_TRY IT_:
Scan the entries below and tally the lines that include "anymore". Return nothing but the tally.

_RECORDS SUPPLIED_:
|---|
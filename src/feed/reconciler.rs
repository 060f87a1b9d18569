use std::collections::HashMap;
use std::sync::{Arc, Mutex, Weak};

use crate::error::FeedResult;
use crate::store::{RemoteStore, WatchEvent, WatchRegistration};

use super::cache::CacheSet;

struct WatchState {
    // Held for its Drop impl; detaching the registration closes the watch.
    _registration: WatchRegistration,
    /// How many visible renderings currently need this watch.
    visible: usize,
}

struct ReconcilerInner {
    store: Arc<dyn RemoteStore>,
    caches: CacheSet,
    watches: Mutex<HashMap<String, WatchState>>,
}

/// Maintains exactly one live store watch per currently visible post and fans
/// incoming update/delete events into every registered [`FeedCache`].
///
/// Watches follow visibility, not fetch history: `on_appear` opens a watch on
/// first appearance, `on_disappear` closes it once nothing on screen renders
/// the post anymore. That bounds live watches to the number of on-screen
/// items no matter how far the user has scrolled.
///
/// [`FeedCache`]: super::FeedCache
pub struct LiveReconciler {
    inner: Arc<ReconcilerInner>,
}

impl LiveReconciler {
    pub fn new(store: Arc<dyn RemoteStore>, caches: CacheSet) -> Self {
        Self {
            inner: Arc::new(ReconcilerInner {
                store,
                caches,
                watches: Mutex::new(HashMap::new()),
            }),
        }
    }

    /// A rendering of the post became visible. Opens a watch on first
    /// appearance; otherwise only bumps the visibility count.
    pub fn on_appear(&self, id: &str) -> FeedResult<()> {
        {
            let mut watches = self.inner.watches.lock().unwrap();
            if let Some(state) = watches.get_mut(id) {
                state.visible += 1;
                return Ok(());
            }
        }

        // The watch is opened without holding the map lock: a store may
        // deliver an initial snapshot synchronously from `watch`, which
        // re-enters `dispatch`.
        let weak = Arc::downgrade(&self.inner);
        let watched_id = id.to_string();
        let registration = self.inner.store.watch(
            id,
            Arc::new(move |event| {
                if let Some(inner) = weak.upgrade() {
                    inner.dispatch(&watched_id, event);
                }
            }),
        )?;

        let mut watches = self.inner.watches.lock().unwrap();
        match watches.get_mut(id) {
            Some(state) => {
                // Another appearance raced us; keep the existing watch.
                state.visible += 1;
                registration.detach();
            }
            None => {
                watches.insert(
                    id.to_string(),
                    WatchState {
                        _registration: registration,
                        visible: 1,
                    },
                );
            }
        }
        Ok(())
    }

    /// A rendering of the post scrolled away. Closes the watch once no
    /// rendering needs it anymore; no-op for an unknown id.
    pub fn on_disappear(&self, id: &str) {
        let mut watches = self.inner.watches.lock().unwrap();
        if let Some(state) = watches.get_mut(id) {
            state.visible = state.visible.saturating_sub(1);
            if state.visible == 0 {
                watches.remove(id);
            }
        }
    }

    /// Number of post ids with an open watch.
    pub fn active_watches(&self) -> usize {
        self.inner.watches.lock().unwrap().len()
    }
}

impl ReconcilerInner {
    fn dispatch(&self, id: &str, event: WatchEvent) {
        match event {
            WatchEvent::Updated(post) => {
                self.caches.apply_update(&post);
            }
            WatchEvent::Deleted => {
                self.caches.apply_delete(id);
                // The document is gone; keeping the watch open would only
                // leak a registration.
                self.watches.lock().unwrap().remove(id);
            }
        }
    }
}

#[cfg(test)]
mod tests {
    use super::*;
    use async_trait::async_trait;
    use chrono::{TimeZone, Utc};
    use std::collections::BTreeSet;
    use url::Url;

    use crate::error::FeedResult;
    use crate::feed::cache::{FeedCache, FeedQuery};
    use crate::model::Post;
    use crate::store::{InMemoryStore, PageRequest, PageResponse, WatchObserver};

    /// Delegates to an in-memory store but reports the current document
    /// synchronously from `watch`, the way Firestore snapshot listeners
    /// deliver an initial snapshot.
    #[derive(Clone)]
    struct InitialSnapshotStore {
        inner: InMemoryStore,
    }

    #[async_trait]
    impl RemoteStore for InitialSnapshotStore {
        async fn fetch_page(&self, request: &PageRequest) -> FeedResult<PageResponse> {
            self.inner.fetch_page(request).await
        }

        fn watch(&self, id: &str, observer: WatchObserver) -> FeedResult<WatchRegistration> {
            match self.inner.get(id) {
                Some(post) => observer(WatchEvent::Updated(post)),
                None => observer(WatchEvent::Deleted),
            }
            self.inner.watch(id, observer)
        }

        async fn atomic_set_add(&self, id: &str, user_uid: &str) -> FeedResult<()> {
            self.inner.atomic_set_add(id, user_uid).await
        }

        async fn atomic_set_remove(&self, id: &str, user_uid: &str) -> FeedResult<()> {
            self.inner.atomic_set_remove(id, user_uid).await
        }

        async fn delete(&self, id: &str) -> FeedResult<()> {
            self.inner.delete(id).await
        }
    }

    fn seed_post(store: &InMemoryStore) -> Post {
        let post = Post {
            id: None,
            text: "hello".into(),
            image_url: None,
            image_reference_id: None,
            published_date: Utc.with_ymd_and_hms(2024, 5, 22, 9, 0, 0).unwrap(),
            liked_ids: BTreeSet::new(),
            user_name: "junil".into(),
            user_uid: "ua".into(),
            user_profile_url: Url::parse("https://example.com/a.png").unwrap(),
            location: None,
        };
        store.create(&post).unwrap()
    }

    #[tokio::test]
    async fn synchronous_initial_snapshot_is_applied_without_deadlock() {
        let store = InitialSnapshotStore {
            inner: InMemoryStore::new(),
        };
        let post = seed_post(&store.inner);
        let id = post.id.as_deref().unwrap();

        let caches = CacheSet::new();
        let cache = Arc::new(FeedCache::new(Arc::new(store.clone()), FeedQuery::default()));
        caches.register(Arc::clone(&cache));
        cache.load_next_page().await.unwrap();

        // Someone else likes the post after the fetch; with no watch open
        // yet, the cached copy is stale until the initial snapshot lands.
        store.inner.atomic_set_add(id, "ub").await.unwrap();
        assert_eq!(cache.get(id).unwrap().like_count(), 0);

        let reconciler = LiveReconciler::new(Arc::new(store.clone()), caches);
        reconciler.on_appear(id).unwrap();

        assert_eq!(cache.get(id).unwrap().like_count(), 1);
        assert_eq!(reconciler.active_watches(), 1);
    }

    #[tokio::test]
    async fn initial_snapshot_of_a_missing_document_evicts_it() {
        let store = InitialSnapshotStore {
            inner: InMemoryStore::new(),
        };
        let post = seed_post(&store.inner);
        let id = post.id.as_deref().unwrap();

        let caches = CacheSet::new();
        let cache = Arc::new(FeedCache::new(Arc::new(store.clone()), FeedQuery::default()));
        caches.register(Arc::clone(&cache));
        cache.load_next_page().await.unwrap();

        store.inner.delete(id).await.unwrap();
        assert!(cache.contains(id));

        let reconciler = LiveReconciler::new(Arc::new(store.clone()), caches);
        reconciler.on_appear(id).unwrap();
        assert!(!cache.contains(id));
    }
}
|---|
_TASK RESPONSE_:
2